Data records section start

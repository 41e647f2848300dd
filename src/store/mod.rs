//! In-memory series store backing the reference connector
//!
//! Writes are validated in full before anything is applied, so a rejected
//! request leaves the store untouched. Reads evaluate label matchers
//! against every series and return samples inside the inclusive query
//! window in timestamp order.

mod matcher;
mod series;

pub use matcher::{compile_all, CompiledMatcher};
pub use series::{series_key, Series, SeriesKey};

use crate::clock::{Clock, SystemClock};
use crate::proto::{
    Label, Query, QueryResult, ReadRequest, ReadResponse, ResponseType, Sample, TimeSeries,
    WriteRequest,
};
use crate::{Error, Result};

use parking_lot::RwLock;
use std::collections::BTreeMap;
use std::sync::Arc;
use std::time::Duration;
use tracing::debug;

/// Store configuration
#[derive(Debug, Clone, Default)]
pub struct StoreConfig {
    /// Samples older than `now - retention` are dropped on write and
    /// hidden from reads
    pub retention: Option<Duration>,
}

/// Outcome of an accepted write
#[derive(Debug, Clone, Copy, Default, PartialEq, Eq)]
pub struct WriteSummary {
    /// Series that carried at least one sample
    pub series: usize,
    /// Samples applied
    pub samples: usize,
}

/// Lock-protected map from series key to samples
pub struct SeriesStore {
    series: RwLock<BTreeMap<SeriesKey, Series>>,
    clock: Arc<dyn Clock>,
    config: StoreConfig,
}

impl SeriesStore {
    pub fn new(config: StoreConfig) -> Self {
        Self::with_clock(config, Arc::new(SystemClock::new()))
    }

    pub fn with_clock(config: StoreConfig, clock: Arc<dyn Clock>) -> Self {
        Self {
            series: RwLock::new(BTreeMap::new()),
            clock,
            config,
        }
    }

    /// Apply a remote-write request.
    pub fn write(&self, request: &WriteRequest) -> Result<WriteSummary> {
        let mut staged: Vec<(SeriesKey, &[Sample])> = Vec::with_capacity(request.timeseries.len());
        for ts in &request.timeseries {
            let key = series_key(ts)?;
            if !ts.samples.is_empty() {
                staged.push((key, ts.samples.as_slice()));
            }
        }

        let cutoff = self.retention_cutoff();
        let mut summary = WriteSummary::default();
        let mut series = self.series.write();

        for (key, samples) in staged {
            let entry = series.entry(key).or_default();
            let mut applied = 0;
            for sample in samples {
                if cutoff.is_some_and(|c| sample.timestamp < c) {
                    continue;
                }
                entry.insert(sample.timestamp, sample.value);
                applied += 1;
            }
            if applied > 0 {
                summary.series += 1;
                summary.samples += applied;
            }
        }
        if let Some(cutoff) = cutoff {
            for s in series.values_mut() {
                s.prune_before(cutoff);
            }
        }
        series.retain(|_, s| !s.is_empty());

        debug!(
            series = summary.series,
            samples = summary.samples,
            "Applied write request"
        );
        Ok(summary)
    }

    /// Evaluate one remote-read query.
    pub fn read(&self, query: &Query) -> Result<QueryResult> {
        let matchers = compile_all(&query.matchers)?;
        let end = query.end_timestamp_ms;
        let start = match self.retention_cutoff() {
            Some(cutoff) => query.start_timestamp_ms.max(cutoff),
            None => query.start_timestamp_ms,
        };

        let series = self.series.read();
        let timeseries = series
            .iter()
            .filter(|(key, _)| matchers.iter().all(|m| m.matches(key)))
            .filter_map(|(key, s)| {
                let samples: Vec<Sample> = s
                    .range(start, end)
                    .map(|(ts, value)| Sample::new(value, ts))
                    .collect();
                if samples.is_empty() {
                    return None;
                }
                Some(TimeSeries {
                    labels: key.iter().map(|(n, v)| Label::new(n, v)).collect(),
                    samples,
                    exemplars: Vec::new(),
                })
            })
            .collect();

        Ok(QueryResult { timeseries })
    }

    /// Answer a full `ReadRequest` with the SAMPLES response type.
    pub fn read_request(&self, request: &ReadRequest) -> Result<ReadResponse> {
        let accepts_samples = request.accepted_response_types.is_empty()
            || request
                .accepted_response_types
                .contains(&(ResponseType::Samples as i32));
        if !accepts_samples {
            return Err(Error::Unsupported(
                "only the SAMPLES response type is implemented".to_string(),
            ));
        }

        let results = request
            .queries
            .iter()
            .map(|query| self.read(query))
            .collect::<Result<Vec<_>>>()?;
        Ok(ReadResponse { results })
    }

    pub fn series_count(&self) -> usize {
        self.series.read().len()
    }

    pub fn sample_count(&self) -> usize {
        self.series.read().values().map(Series::len).sum()
    }

    /// Drop every series.
    pub fn clear(&self) {
        self.series.write().clear();
    }

    fn retention_cutoff(&self) -> Option<i64> {
        self.config
            .retention
            .map(|retention| {
                let retention_ms = i64::try_from(retention.as_millis()).unwrap_or(i64::MAX);
                self.clock.now_ms().saturating_sub(retention_ms)
            })
    }
}

impl Default for SeriesStore {
    fn default() -> Self {
        Self::new(StoreConfig::default())
    }
}

#[cfg(test)]
mod tests {
    use super::*;
    use crate::clock::ManualClock;
    use crate::proto::{LabelMatcher, MatchType};

    fn ts(labels: &[(&str, &str)], samples: &[(f64, i64)]) -> TimeSeries {
        TimeSeries {
            labels: labels.iter().map(|(n, v)| Label::new(*n, *v)).collect(),
            samples: samples.iter().map(|(v, t)| Sample::new(*v, *t)).collect(),
            exemplars: vec![],
        }
    }

    fn query(matchers: Vec<LabelMatcher>, start: i64, end: i64) -> Query {
        Query {
            start_timestamp_ms: start,
            end_timestamp_ms: end,
            matchers,
            hints: None,
        }
    }

    #[test]
    fn test_write_then_read() {
        let store = SeriesStore::default();
        let summary = store
            .write(&WriteRequest {
                timeseries: vec![ts(
                    &[("__name__", "up"), ("job", "a")],
                    &[(1.0, 200), (2.0, 100)],
                )],
                metadata: vec![],
            })
            .unwrap();
        assert_eq!(summary, WriteSummary { series: 1, samples: 2 });

        let result = store
            .read(&query(vec![LabelMatcher::eq("__name__", "up")], 0, 1000))
            .unwrap();
        assert_eq!(result.timeseries.len(), 1);
        let samples = &result.timeseries[0].samples;
        assert_eq!(samples[0], Sample::new(2.0, 100));
        assert_eq!(samples[1], Sample::new(1.0, 200));
        assert_eq!(result.timeseries[0].labels[0].name, "__name__");
    }

    #[test]
    fn test_rejected_write_is_atomic() {
        let store = SeriesStore::default();
        let result = store.write(&WriteRequest {
            timeseries: vec![
                ts(&[("__name__", "up")], &[(1.0, 1)]),
                ts(&[], &[(1.0, 1)]),
            ],
            metadata: vec![],
        });
        assert!(matches!(result, Err(Error::InvalidWrite(_))));
        assert_eq!(store.series_count(), 0);
    }

    #[test]
    fn test_empty_write_and_no_samples() {
        let store = SeriesStore::default();
        assert_eq!(
            store.write(&WriteRequest::default()).unwrap(),
            WriteSummary::default()
        );
        let summary = store
            .write(&WriteRequest {
                timeseries: vec![ts(&[("__name__", "up")], &[])],
                metadata: vec![],
            })
            .unwrap();
        assert_eq!(summary.series, 0);
        assert_eq!(store.series_count(), 0);
    }

    #[test]
    fn test_window_is_inclusive() {
        let store = SeriesStore::default();
        store
            .write(&WriteRequest {
                timeseries: vec![ts(
                    &[("__name__", "up")],
                    &[(1.0, 100), (2.0, 200), (3.0, 300)],
                )],
                metadata: vec![],
            })
            .unwrap();

        let m = || vec![LabelMatcher::eq("__name__", "up")];
        assert_eq!(store.read(&query(m(), 100, 300)).unwrap().timeseries[0].samples.len(), 3);
        assert_eq!(store.read(&query(m(), 101, 299)).unwrap().timeseries[0].samples.len(), 1);
        assert!(store.read(&query(m(), 301, 400)).unwrap().timeseries.is_empty());
        assert!(store.read(&query(m(), 300, 100)).unwrap().timeseries.is_empty());
    }

    #[test]
    fn test_read_requires_matchers() {
        let store = SeriesStore::default();
        assert!(matches!(
            store.read(&query(vec![], 0, 1)),
            Err(Error::InvalidQuery(_))
        ));
    }

    #[test]
    fn test_negative_matchers() {
        let store = SeriesStore::default();
        store
            .write(&WriteRequest {
                timeseries: vec![
                    ts(&[("__name__", "req"), ("job", "a"), ("code", "200")], &[(1.0, 10)]),
                    ts(&[("__name__", "req"), ("job", "b"), ("code", "400")], &[(1.0, 10)]),
                    ts(&[("__name__", "req"), ("job", "a"), ("code", "404")], &[(1.0, 10)]),
                ],
                metadata: vec![],
            })
            .unwrap();

        let result = store
            .read(&query(
                vec![
                    LabelMatcher::eq("__name__", "req"),
                    LabelMatcher::new(MatchType::Nre, "code", "2.."),
                ],
                0,
                100,
            ))
            .unwrap();
        assert_eq!(result.timeseries.len(), 2);

        let result = store
            .read(&query(
                vec![
                    LabelMatcher::eq("__name__", "req"),
                    LabelMatcher::new(MatchType::Neq, "job", "a"),
                ],
                0,
                100,
            ))
            .unwrap();
        assert_eq!(result.timeseries.len(), 1);
        assert_eq!(result.timeseries[0].label_value("job"), Some("b"));
    }

    #[test]
    fn test_rejects_streamed_chunks_only() {
        let store = SeriesStore::default();
        let request = ReadRequest {
            queries: vec![],
            accepted_response_types: vec![ResponseType::StreamedXorChunks as i32],
        };
        assert!(matches!(
            store.read_request(&request),
            Err(Error::Unsupported(_))
        ));

        let request = ReadRequest {
            queries: vec![query(vec![LabelMatcher::eq("__name__", "up")], 0, 1)],
            accepted_response_types: vec![
                ResponseType::StreamedXorChunks as i32,
                ResponseType::Samples as i32,
            ],
        };
        assert_eq!(store.read_request(&request).unwrap().results.len(), 1);
    }

    #[test]
    fn test_retention_drops_old_samples() {
        let clock = Arc::new(ManualClock::new(10_000));
        let store = SeriesStore::with_clock(
            StoreConfig {
                retention: Some(Duration::from_secs(5)),
            },
            clock.clone(),
        );
        let summary = store
            .write(&WriteRequest {
                timeseries: vec![ts(&[("__name__", "up")], &[(1.0, 1_000), (2.0, 9_000)])],
                metadata: vec![],
            })
            .unwrap();
        assert_eq!(summary.samples, 1);

        clock.advance(10_000);
        store
            .write(&WriteRequest {
                timeseries: vec![ts(&[("__name__", "up")], &[(3.0, 19_000)])],
                metadata: vec![],
            })
            .unwrap();
        assert_eq!(store.sample_count(), 1);
    }

    #[test]
    fn test_huge_retention_keeps_everything() {
        let now = 1_700_000_000_000;
        let store = SeriesStore::with_clock(
            StoreConfig {
                retention: Some(Duration::from_secs(u64::MAX / 1000)),
            },
            Arc::new(ManualClock::new(now)),
        );
        let summary = store
            .write(&WriteRequest {
                timeseries: vec![ts(&[("__name__", "up")], &[(1.0, now), (2.0, 0)])],
                metadata: vec![],
            })
            .unwrap();
        assert_eq!(summary.samples, 2);

        let result = store
            .read(&query(vec![LabelMatcher::eq("__name__", "up")], i64::MIN, now))
            .unwrap();
        assert_eq!(result.timeseries.len(), 1);
        assert_eq!(result.timeseries[0].samples.len(), 2);
    }

    #[test]
    fn test_retention_applies_to_idle_series() {
        let clock = Arc::new(ManualClock::new(10_000));
        let store = SeriesStore::with_clock(
            StoreConfig {
                retention: Some(Duration::from_secs(5)),
            },
            clock.clone(),
        );
        store
            .write(&WriteRequest {
                timeseries: vec![ts(&[("__name__", "idle")], &[(1.0, 9_000)])],
                metadata: vec![],
            })
            .unwrap();

        clock.advance(10_000);
        let idle = query(vec![LabelMatcher::eq("__name__", "idle")], 0, 20_000);
        assert!(store.read(&idle).unwrap().timeseries.is_empty());
        assert_eq!(store.series_count(), 1);

        store
            .write(&WriteRequest {
                timeseries: vec![ts(&[("__name__", "busy")], &[(2.0, 19_000)])],
                metadata: vec![],
            })
            .unwrap();
        assert_eq!(store.series_count(), 1);
        assert_eq!(store.sample_count(), 1);
    }
}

Data records section end

**Task description**
Wherever the word "staged" appears in a line of the data, copy that line.

**Task output**
        let mut staged: Vec<(SeriesKey, &[Sample])> = Vec::with_capacity(request.timeseries.len());
                staged.push((key, ts.samples.as_slice()));
        for (key, samples) in staged {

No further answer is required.